» **Work required**
Your result should be every line of the records below that contains the word "EmployeeListResponse".

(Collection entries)

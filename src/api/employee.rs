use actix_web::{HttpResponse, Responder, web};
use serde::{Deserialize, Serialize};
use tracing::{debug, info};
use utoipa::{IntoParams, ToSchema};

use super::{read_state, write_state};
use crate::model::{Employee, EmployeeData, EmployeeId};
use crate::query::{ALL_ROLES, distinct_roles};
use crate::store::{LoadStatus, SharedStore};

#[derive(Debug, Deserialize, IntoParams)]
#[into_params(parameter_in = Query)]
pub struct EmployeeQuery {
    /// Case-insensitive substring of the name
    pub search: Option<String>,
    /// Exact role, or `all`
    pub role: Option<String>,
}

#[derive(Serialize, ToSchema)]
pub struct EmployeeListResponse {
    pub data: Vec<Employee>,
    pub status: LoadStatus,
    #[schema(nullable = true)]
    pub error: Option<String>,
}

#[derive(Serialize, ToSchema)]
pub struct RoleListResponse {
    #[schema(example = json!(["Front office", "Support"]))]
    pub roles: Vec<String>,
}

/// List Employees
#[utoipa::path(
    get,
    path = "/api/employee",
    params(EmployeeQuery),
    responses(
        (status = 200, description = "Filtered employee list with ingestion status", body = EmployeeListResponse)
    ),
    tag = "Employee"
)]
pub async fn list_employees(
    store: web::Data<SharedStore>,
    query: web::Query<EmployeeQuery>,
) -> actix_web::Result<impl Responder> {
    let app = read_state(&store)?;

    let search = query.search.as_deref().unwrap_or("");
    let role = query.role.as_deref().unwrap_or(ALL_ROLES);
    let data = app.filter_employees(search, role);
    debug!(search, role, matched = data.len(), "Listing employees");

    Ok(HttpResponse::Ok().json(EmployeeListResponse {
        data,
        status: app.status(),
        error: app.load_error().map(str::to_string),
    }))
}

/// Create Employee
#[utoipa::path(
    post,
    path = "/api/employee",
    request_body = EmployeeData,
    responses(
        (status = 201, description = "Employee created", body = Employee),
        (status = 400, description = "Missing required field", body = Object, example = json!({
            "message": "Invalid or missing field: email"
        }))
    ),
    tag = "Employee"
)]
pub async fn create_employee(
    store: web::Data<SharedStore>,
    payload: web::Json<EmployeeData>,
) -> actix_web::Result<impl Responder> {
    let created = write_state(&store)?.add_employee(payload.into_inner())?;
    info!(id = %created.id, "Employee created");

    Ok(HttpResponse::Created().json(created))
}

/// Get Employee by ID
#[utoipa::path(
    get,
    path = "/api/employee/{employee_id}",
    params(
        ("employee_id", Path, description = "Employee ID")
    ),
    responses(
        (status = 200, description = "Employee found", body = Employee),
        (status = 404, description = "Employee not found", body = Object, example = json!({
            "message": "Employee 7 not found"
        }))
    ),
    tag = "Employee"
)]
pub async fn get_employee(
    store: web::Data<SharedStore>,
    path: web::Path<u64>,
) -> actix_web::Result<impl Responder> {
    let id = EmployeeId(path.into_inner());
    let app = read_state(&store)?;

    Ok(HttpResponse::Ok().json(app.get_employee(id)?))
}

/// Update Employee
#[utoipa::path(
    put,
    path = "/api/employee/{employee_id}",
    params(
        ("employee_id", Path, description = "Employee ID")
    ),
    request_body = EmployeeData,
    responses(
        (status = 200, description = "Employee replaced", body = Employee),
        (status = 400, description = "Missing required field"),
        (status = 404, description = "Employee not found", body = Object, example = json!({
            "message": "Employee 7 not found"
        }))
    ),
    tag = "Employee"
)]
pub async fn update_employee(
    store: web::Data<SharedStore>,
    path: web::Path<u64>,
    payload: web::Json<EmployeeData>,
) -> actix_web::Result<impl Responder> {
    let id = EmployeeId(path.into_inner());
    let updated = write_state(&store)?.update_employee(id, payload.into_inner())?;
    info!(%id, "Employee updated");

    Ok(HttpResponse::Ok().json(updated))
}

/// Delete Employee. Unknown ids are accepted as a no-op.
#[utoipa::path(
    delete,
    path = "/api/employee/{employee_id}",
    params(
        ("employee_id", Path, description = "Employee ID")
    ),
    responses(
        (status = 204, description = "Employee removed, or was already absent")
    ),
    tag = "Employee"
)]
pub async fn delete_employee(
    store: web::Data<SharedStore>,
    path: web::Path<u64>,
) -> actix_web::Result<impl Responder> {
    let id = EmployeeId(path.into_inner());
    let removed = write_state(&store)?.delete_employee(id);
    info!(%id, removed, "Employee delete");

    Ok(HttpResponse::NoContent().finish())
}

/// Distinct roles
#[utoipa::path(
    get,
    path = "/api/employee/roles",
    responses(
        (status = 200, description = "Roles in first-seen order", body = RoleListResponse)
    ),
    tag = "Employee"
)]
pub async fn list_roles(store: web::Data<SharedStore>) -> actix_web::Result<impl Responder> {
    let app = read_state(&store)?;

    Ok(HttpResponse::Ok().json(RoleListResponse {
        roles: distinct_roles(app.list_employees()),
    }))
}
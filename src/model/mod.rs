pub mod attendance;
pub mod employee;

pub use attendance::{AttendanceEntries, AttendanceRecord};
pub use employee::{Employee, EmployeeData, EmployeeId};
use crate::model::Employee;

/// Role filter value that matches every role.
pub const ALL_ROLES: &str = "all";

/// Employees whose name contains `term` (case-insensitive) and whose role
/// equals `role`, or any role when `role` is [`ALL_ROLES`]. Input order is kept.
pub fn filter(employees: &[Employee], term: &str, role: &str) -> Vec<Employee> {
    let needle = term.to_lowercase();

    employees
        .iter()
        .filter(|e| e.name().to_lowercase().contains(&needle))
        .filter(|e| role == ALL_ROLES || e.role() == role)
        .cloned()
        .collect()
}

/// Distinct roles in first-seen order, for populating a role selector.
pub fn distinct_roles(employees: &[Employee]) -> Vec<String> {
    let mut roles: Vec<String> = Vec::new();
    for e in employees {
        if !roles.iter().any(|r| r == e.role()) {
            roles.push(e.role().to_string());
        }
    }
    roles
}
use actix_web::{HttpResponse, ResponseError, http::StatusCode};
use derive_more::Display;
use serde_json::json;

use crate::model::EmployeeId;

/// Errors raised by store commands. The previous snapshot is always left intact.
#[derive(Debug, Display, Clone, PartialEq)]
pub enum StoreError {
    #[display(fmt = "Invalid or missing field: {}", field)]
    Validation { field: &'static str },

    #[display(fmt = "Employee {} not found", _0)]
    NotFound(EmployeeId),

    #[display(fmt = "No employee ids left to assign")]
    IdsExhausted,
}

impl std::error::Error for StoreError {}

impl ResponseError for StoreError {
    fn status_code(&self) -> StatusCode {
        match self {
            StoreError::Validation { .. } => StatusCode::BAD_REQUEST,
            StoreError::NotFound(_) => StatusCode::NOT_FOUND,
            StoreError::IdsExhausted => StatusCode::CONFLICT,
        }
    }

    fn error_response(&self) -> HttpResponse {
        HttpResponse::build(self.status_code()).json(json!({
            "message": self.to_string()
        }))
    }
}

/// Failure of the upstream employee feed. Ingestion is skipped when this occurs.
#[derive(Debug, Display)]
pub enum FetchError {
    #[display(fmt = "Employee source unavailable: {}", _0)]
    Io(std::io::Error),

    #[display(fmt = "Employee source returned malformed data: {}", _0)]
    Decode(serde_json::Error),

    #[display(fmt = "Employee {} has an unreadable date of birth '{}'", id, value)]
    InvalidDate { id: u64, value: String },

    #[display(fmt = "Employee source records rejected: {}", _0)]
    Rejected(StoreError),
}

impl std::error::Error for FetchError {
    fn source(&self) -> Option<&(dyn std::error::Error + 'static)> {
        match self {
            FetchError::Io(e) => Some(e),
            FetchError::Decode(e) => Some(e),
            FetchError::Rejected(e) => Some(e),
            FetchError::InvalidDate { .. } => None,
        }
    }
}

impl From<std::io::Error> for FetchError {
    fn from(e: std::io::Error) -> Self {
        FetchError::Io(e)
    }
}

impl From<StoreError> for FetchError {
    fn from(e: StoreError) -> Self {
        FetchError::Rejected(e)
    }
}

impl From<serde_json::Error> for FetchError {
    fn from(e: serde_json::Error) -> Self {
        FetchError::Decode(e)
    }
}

» **Result of the task**
pub struct EmployeeListResponse {
        (status = 200, description = "Filtered employee list with ingestion status", body = EmployeeListResponse)
    Ok(HttpResponse::Ok().json(EmployeeListResponse {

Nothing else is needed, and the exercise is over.